In April 2015, the company partnered with AT&T to expand service, using fiber-to-the-node. Due to this partnership, Sonic customers connected via that service are required to comply with AT&T's upstream policies, and may be subject to government spying. Sonic customers can utilize a VPN to avoid AT&T policies, and Sonic requires a lawful court order for any information requested by law enforcement.

In December 2018, Sonic announced a partnership with Eero—now owned by Amazon—creator of the first whole-home WiFi mesh system, to improve WiFi connectivity across the entire home.

== Company Information ==
Sonic has 175 employees and generates $21,000,000 annually in a 2009 fiscal report. Four million people across the San Francisco Bay Area are using Sonic.net services.

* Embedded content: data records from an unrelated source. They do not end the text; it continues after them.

// Sort orders for the lock list - pure logic, no I/O allowed.
//
// The registry is closed: four orders, known at compile time, each reachable
// by a stable string key that is what settings.json persists.

use std::cmp::Ordering;

use crate::modules::lock_policy::{is_tab_locked, LockConfig};
use crate::state::{Tab, TabTimes};

/// Activity time used for tabs that never recorded one; sorts oldest.
const MISSING_TAB_TIME: i64 = -1;

/// Inputs the comparators read besides the two tabs themselves.
pub struct SortContext<'a> {
    pub tab_times: &'a TabTimes,
    pub config: &'a LockConfig,
}

#[derive(Debug, Clone, Copy, PartialEq, Eq)]
pub enum TabSortOrder {
    /// Ascending (window, position inside window).
    TabOrder,
    ReverseTabOrder,
    /// Unlocked-before-locked, then least recently active first.
    Chrono,
    ReverseChrono,
}

impl Default for TabSortOrder {
    fn default() -> Self {
        Self::TabOrder
    }
}

impl TabSortOrder {
    /// Registry order, as presented in the sort dropdown.
    pub const ALL: [TabSortOrder; 4] = [
        TabSortOrder::TabOrder,
        TabSortOrder::ReverseTabOrder,
        TabSortOrder::Chrono,
        TabSortOrder::ReverseChrono,
    ];

    /// Stable key persisted in settings.
    pub fn key(&self) -> &'static str {
        match self {
            Self::TabOrder => "tabOrder",
            Self::ReverseTabOrder => "reverseTabOrder",
            Self::Chrono => "chrono",
            Self::ReverseChrono => "reverseChrono",
        }
    }

    pub fn label(&self) -> &'static str {
        match self {
            Self::TabOrder => "Tab order in window",
            Self::ReverseTabOrder => "Reverse tab order in window",
            Self::Chrono => "Least recently active first",
            Self::ReverseChrono => "Most recently active first",
        }
    }

    pub fn short_label(&self) -> &'static str {
        match self {
            Self::TabOrder => "Tab Order",
            Self::ReverseTabOrder => "Rev. Tab Order",
            Self::Chrono => "Chrono",
            Self::ReverseChrono => "Rev. Chrono",
        }
    }

    /// Resolve a persisted key. Unknown keys yield None; the caller decides
    /// the fallback (the panel falls back to the default order).
    pub fn from_key(key: &str) -> Option<Self> {
        Self::ALL.into_iter().find(|order| order.key() == key)
    }

    /// Compare two (possibly absent) tabs under this order.
    ///
    /// Absent tabs compare equal in every order. The caller only ever sorts
    /// lists that came whole from the tab source, so this branch is a
    /// degenerate case rather than a real tie-break.
    pub fn cmp(&self, a: Option<&Tab>, b: Option<&Tab>, ctx: &SortContext) -> Ordering {
        match self {
            Self::TabOrder => cmp_tab_order(a, b),
            Self::ReverseTabOrder => cmp_tab_order(a, b).reverse(),
            Self::Chrono => cmp_chrono(a, b, ctx),
            Self::ReverseChrono => cmp_chrono(a, b, ctx).reverse(),
        }
    }
}

fn cmp_tab_order(a: Option<&Tab>, b: Option<&Tab>) -> Ordering {
    match (a, b) {
        (Some(a), Some(b)) => (a.window_id, a.index).cmp(&(b.window_id, b.index)),
        _ => Ordering::Equal,
    }
}

/// Locked tabs sink below unlocked ones; two locked tabs compare equal no
/// matter their timestamps. That quirk is longstanding panel behavior and
/// the stable sort keeps locked tabs in their incoming relative order, so we
/// reproduce it rather than "fix" it.
fn cmp_chrono(a: Option<&Tab>, b: Option<&Tab>, ctx: &SortContext) -> Ordering {
    let (a, b) = match (a, b) {
        (Some(a), Some(b)) => (a, b),
        _ => return Ordering::Equal,
    };

    match (is_tab_locked(a, ctx.config), is_tab_locked(b, ctx.config)) {
        (true, true) => Ordering::Equal,
        (true, false) => Ordering::Greater,
        (false, true) => Ordering::Less,
        (false, false) => tab_time(a, ctx.tab_times).cmp(&tab_time(b, ctx.tab_times)),
    }
}

fn tab_time(tab: &Tab, tab_times: &TabTimes) -> i64 {
    tab.time_key()
        .and_then(|key| tab_times.get(&key).map(|entry| *entry))
        .unwrap_or(MISSING_TAB_TIME)
}

#[cfg(test)]
mod tests {
    use super::*;
    use crate::state::TAB_GROUP_NONE;
    use rstest::rstest;

    fn tab(id: u32, window_id: u32, index: u32) -> Tab {
        Tab {
            id: Some(id),
            index,
            window_id,
            audible: false,
            pinned: false,
            group_id: TAB_GROUP_NONE,
            title: format!("Tab {}", id),
            url: format!("https://example.com/{}", id),
        }
    }

    fn ctx<'a>(tab_times: &'a TabTimes, config: &'a LockConfig) -> SortContext<'a> {
        SortContext { tab_times, config }
    }

    #[rstest]
    #[case("tabOrder", Some(TabSortOrder::TabOrder))]
    #[case("reverseTabOrder", Some(TabSortOrder::ReverseTabOrder))]
    #[case("chrono", Some(TabSortOrder::Chrono))]
    #[case("reverseChrono", Some(TabSortOrder::ReverseChrono))]
    #[case("bogus", None)]
    #[case("", None)]
    fn test_key_resolution(#[case] key: &str, #[case] expected: Option<TabSortOrder>) {
        assert_eq!(TabSortOrder::from_key(key), expected);
    }

    #[test]
    fn test_keys_are_unique_and_round_trip() {
        for order in TabSortOrder::ALL {
            assert_eq!(TabSortOrder::from_key(order.key()), Some(order));
        }
    }

    #[test]
    fn test_tab_order_is_strict_on_distinct_positions() {
        let times = TabTimes::new();
        let config = LockConfig::default();
        let c = ctx(&times, &config);

        let a = tab(1, 1, 0);
        let b = tab(2, 1, 1);
        let d = tab(3, 2, 0);

        let order = TabSortOrder::TabOrder;
        assert_eq!(order.cmp(Some(&a), Some(&b), &c), Ordering::Less);
        assert_eq!(order.cmp(Some(&b), Some(&d), &c), Ordering::Less);
        assert_eq!(order.cmp(Some(&a), Some(&d), &c), Ordering::Less); // transitive
        assert_eq!(order.cmp(Some(&d), Some(&a), &c), Ordering::Greater);
        assert_eq!(order.cmp(Some(&a), Some(&a), &c), Ordering::Equal);
    }

    #[test]
    fn test_absent_tabs_compare_equal() {
        let times = TabTimes::new();
        let config = LockConfig::default();
        let c = ctx(&times, &config);
        let a = tab(1, 1, 0);

        for order in TabSortOrder::ALL {
            assert_eq!(order.cmp(None, Some(&a), &c), Ordering::Equal);
            assert_eq!(order.cmp(Some(&a), None, &c), Ordering::Equal);
            assert_eq!(order.cmp(None, None, &c), Ordering::Equal);
        }
    }

    #[test]
    fn test_reverse_orders_are_exact_negations() {
        let times = TabTimes::new();
        times.insert("1".to_string(), 100);
        times.insert("2".to_string(), 200);
        let mut config = LockConfig::default();
        config.locked_ids.insert(3);
        let c = ctx(&times, &config);

        let tabs = [tab(1, 1, 0), tab(2, 1, 1), tab(3, 2, 0)];
        for a in &tabs {
            for b in &tabs {
                assert_eq!(
                    TabSortOrder::ReverseTabOrder.cmp(Some(a), Some(b), &c),
                    TabSortOrder::TabOrder.cmp(Some(a), Some(b), &c).reverse()
                );
                assert_eq!(
                    TabSortOrder::ReverseChrono.cmp(Some(a), Some(b), &c),
                    TabSortOrder::Chrono.cmp(Some(a), Some(b), &c).reverse()
                );
            }
        }
    }

    #[test]
    fn test_chrono_orders_unlocked_by_ascending_activity() {
        let times = TabTimes::new();
        times.insert("1".to_string(), 500);
        times.insert("2".to_string(), 100);
        let config = LockConfig::default();
        let c = ctx(&times, &config);

        let newer = tab(1, 1, 0);
        let older = tab(2, 1, 1);
        assert_eq!(TabSortOrder::Chrono.cmp(Some(&older), Some(&newer), &c), Ordering::Less);
    }

    #[test]
    fn test_chrono_missing_time_sorts_oldest() {
        let times = TabTimes::new();
        times.insert("1".to_string(), 0);
        let config = LockConfig::default();
        let c = ctx(&times, &config);

        let stamped = tab(1, 1, 0);
        let unstamped = tab(2, 1, 1);
        assert_eq!(
            TabSortOrder::Chrono.cmp(Some(&unstamped), Some(&stamped), &c),
            Ordering::Less
        );
    }

    #[test]
    fn test_chrono_locked_tabs_sink() {
        let times = TabTimes::new();
        times.insert("1".to_string(), 999);
        times.insert("2".to_string(), 1);
        let mut config = LockConfig::default();
        config.locked_ids.insert(2);
        let c = ctx(&times, &config);

        let unlocked_recent = tab(1, 1, 0);
        let locked_old = tab(2, 1, 1);
        assert_eq!(
            TabSortOrder::Chrono.cmp(Some(&unlocked_recent), Some(&locked_old), &c),
            Ordering::Less
        );
    }

    #[test]
    fn test_chrono_two_locked_tabs_compare_equal() {
        // Locked tabs never consult their timestamps against each other.
        let times = TabTimes::new();
        times.insert("1".to_string(), 999);
        times.insert("2".to_string(), 1);
        let mut config = LockConfig::default();
        config.locked_ids.insert(1);
        config.locked_ids.insert(2);
        let c = ctx(&times, &config);

        let a = tab(1, 1, 0);
        let b = tab(2, 1, 1);
        assert_eq!(TabSortOrder::Chrono.cmp(Some(&a), Some(&b), &c), Ordering::Equal);
        assert_eq!(TabSortOrder::Chrono.cmp(Some(&b), Some(&a), &c), Ordering::Equal);
    }
}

The company's CEO Nathan Patrick was previously the CTO.

==Services==
Sonic offers a number of services including:

- 10 Gigabit Fiber – Residential product. Sonic's XGS-PON implementation uses many components of their Gigabit Fiber offering: they use a transition box to terminate their fiber between their drop cable and customers', use of an ONT and a variety of residential gateways. Sonic only rents the eero Max 7 at $20/month as the only gateway that supports 10 gigabit; however, customers are free to provide their own gateway to avoid any monthly equipment rental fee. As of 2024, Sonic has focused on building only 10 Gigabit service and there is no longer a telephone requirement for 10 gigabit service. Per one of their sales people, the OLT splits each fiber to 32 customers.
- Gigabit Fiber – Combined voice (VoIP) and data service offering up to 1,000 Mbit/s per line using Passive Optical Networking, with unlimited nationwide land line voice. Sonic has full control of the line: subscribers are on Sonic's IP space. Available in select markets, currently only Northern California locations.
- Fusion ADSL2+ – Combined voice (POTS) and data service offering up to 20 Mbit/s per line, with unlimited nationwide land line voice. Sonic has full control of the line: subscribers are on Sonic's IP space.
- Fusion VDSL2 – Combined voice (POTS) and data service offering up to 75 Mbit/s with the same limitations as Fusion ADSL2+. This subscription is served from a CO where Sonic has full control of the line cards and therefore remove any artificial limitation in speed that a subscriber can get. The requirement for getting this service is an individual has to be relatively close to the CO, up to 4000 feet. X2 is also available which will roughly double the speed.
- Fusion FTTN (VDSL2) and Fusion IP Broadband – Combined voice (VoIP) and data service offering from 20 Mbit/s up to 75 Mbit/s through bonding (X2), with unlimited nationwide land line voice. This is resold AT&T Internet. Single pair connection is limited to 50 Mbit/s even if the line is capable of more than that; bonded pair is limited to 75 Mbit/s. Sonic has some control of the line such as not enforcing transfer caps, but customers are on AT&T's IP space. VoIP connection defaults to G.729ab and uses less than 50 Kbps.
- FlexLink – Midband Ethernet service offering symmetric speeds from 1.5 Mbit/s to 500 Mbit/s.
- AT&T DSL – ADSL service delivered over an AT&T voice line. This service is obsolete and Sonic is no longer accepting legacy ADSL1 subscriptions.
- Hosting – Website hosting services.
- Colocation – Datacenter colocation in Santa Rosa, CA.